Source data
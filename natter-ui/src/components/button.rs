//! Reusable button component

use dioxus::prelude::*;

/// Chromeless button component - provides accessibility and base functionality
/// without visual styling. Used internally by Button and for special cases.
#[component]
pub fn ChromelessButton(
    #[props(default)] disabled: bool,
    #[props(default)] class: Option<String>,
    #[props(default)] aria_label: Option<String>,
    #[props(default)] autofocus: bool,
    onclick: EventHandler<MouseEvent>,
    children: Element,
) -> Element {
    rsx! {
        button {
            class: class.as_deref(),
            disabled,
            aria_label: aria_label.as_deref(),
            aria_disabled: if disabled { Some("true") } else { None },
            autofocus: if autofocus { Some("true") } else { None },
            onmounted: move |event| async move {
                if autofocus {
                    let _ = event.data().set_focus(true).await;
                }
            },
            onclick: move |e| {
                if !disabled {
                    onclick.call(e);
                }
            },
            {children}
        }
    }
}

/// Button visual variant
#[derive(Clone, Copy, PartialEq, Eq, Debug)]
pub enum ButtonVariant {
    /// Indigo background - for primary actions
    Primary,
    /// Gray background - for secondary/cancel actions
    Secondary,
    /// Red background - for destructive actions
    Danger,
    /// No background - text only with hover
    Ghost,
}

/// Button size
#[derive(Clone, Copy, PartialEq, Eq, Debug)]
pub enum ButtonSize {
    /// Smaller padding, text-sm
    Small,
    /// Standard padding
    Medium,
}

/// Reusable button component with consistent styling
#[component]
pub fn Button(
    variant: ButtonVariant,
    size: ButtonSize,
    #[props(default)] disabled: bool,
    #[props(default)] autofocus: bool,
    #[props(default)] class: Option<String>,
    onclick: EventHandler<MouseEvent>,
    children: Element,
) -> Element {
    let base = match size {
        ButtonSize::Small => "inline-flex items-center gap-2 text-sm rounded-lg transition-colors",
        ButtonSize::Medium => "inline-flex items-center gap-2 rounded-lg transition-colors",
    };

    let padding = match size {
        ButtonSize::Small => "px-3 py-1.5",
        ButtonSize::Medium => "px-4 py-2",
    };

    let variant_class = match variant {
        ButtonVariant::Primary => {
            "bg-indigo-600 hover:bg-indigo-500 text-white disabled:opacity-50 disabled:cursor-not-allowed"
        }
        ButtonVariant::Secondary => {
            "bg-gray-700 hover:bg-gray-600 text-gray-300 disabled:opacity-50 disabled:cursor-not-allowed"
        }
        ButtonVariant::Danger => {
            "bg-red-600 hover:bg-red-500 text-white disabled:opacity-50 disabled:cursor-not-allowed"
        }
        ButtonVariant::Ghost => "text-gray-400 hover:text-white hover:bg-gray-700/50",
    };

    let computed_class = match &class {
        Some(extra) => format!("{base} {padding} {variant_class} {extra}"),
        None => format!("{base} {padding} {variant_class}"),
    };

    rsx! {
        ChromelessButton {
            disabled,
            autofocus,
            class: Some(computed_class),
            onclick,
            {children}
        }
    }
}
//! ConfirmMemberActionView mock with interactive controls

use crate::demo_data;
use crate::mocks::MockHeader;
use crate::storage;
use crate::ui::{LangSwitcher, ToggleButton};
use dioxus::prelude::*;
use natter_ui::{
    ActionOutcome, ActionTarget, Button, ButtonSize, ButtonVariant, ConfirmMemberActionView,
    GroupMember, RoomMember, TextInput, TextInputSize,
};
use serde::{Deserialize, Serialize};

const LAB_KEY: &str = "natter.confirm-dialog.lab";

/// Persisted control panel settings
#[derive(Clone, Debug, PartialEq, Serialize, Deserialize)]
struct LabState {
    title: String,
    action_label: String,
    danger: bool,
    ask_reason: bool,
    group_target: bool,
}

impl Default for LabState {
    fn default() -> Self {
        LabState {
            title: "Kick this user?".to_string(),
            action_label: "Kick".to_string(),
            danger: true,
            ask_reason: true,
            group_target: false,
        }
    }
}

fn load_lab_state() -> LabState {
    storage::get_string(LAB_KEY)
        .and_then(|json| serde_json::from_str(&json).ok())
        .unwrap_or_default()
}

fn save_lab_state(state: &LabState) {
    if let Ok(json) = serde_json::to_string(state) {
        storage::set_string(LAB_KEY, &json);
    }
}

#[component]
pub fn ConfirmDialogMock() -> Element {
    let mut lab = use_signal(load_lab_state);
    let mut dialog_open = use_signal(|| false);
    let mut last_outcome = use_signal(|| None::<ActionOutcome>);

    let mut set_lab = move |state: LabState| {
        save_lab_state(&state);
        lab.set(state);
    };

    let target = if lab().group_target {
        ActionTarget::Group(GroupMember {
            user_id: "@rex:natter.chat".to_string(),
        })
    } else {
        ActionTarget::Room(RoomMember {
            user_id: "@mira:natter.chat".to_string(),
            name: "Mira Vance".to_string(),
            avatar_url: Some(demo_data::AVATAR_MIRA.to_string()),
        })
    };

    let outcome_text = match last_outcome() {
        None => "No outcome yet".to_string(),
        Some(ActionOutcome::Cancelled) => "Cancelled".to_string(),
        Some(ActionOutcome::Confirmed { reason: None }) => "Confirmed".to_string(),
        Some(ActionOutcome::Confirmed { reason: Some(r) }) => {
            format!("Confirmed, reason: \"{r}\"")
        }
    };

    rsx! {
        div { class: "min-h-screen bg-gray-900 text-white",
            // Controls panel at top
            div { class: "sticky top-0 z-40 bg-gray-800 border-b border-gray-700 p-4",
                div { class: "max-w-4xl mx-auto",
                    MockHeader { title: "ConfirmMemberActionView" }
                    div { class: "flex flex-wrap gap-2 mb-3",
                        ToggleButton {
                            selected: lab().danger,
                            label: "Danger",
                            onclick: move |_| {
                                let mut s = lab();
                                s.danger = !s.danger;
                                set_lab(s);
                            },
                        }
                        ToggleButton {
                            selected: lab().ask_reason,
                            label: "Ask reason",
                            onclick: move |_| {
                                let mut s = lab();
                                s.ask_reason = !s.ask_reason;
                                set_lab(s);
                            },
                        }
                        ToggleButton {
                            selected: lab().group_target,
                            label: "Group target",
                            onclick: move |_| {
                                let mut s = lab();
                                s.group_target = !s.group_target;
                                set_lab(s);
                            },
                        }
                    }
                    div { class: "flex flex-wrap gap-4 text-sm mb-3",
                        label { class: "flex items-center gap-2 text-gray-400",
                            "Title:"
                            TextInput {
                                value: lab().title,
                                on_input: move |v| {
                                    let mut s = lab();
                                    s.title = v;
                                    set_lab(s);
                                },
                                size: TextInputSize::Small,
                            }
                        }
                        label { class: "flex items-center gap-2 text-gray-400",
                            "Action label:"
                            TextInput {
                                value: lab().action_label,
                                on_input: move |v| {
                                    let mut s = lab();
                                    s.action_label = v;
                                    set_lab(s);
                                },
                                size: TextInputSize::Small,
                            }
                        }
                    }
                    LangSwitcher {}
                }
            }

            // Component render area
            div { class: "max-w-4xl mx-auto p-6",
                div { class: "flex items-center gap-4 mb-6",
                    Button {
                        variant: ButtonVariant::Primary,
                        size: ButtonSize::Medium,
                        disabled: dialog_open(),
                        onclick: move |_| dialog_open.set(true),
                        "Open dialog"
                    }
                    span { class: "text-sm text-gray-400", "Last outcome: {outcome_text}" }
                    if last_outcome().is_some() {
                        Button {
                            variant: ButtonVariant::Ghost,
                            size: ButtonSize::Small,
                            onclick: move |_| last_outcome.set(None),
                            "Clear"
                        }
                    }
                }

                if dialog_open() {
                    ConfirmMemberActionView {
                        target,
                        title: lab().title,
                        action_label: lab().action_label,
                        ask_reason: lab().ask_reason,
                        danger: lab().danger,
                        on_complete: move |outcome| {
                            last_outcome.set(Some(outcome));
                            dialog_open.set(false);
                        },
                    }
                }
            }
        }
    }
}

**What is being asked**
Which lines above include the string "autofocus"? Show them.

**Solution to this problem**
    #[props(default)] autofocus: bool,
            autofocus: if autofocus { Some("true") } else { None },
                if autofocus {
    #[props(default)] autofocus: bool,
            autofocus,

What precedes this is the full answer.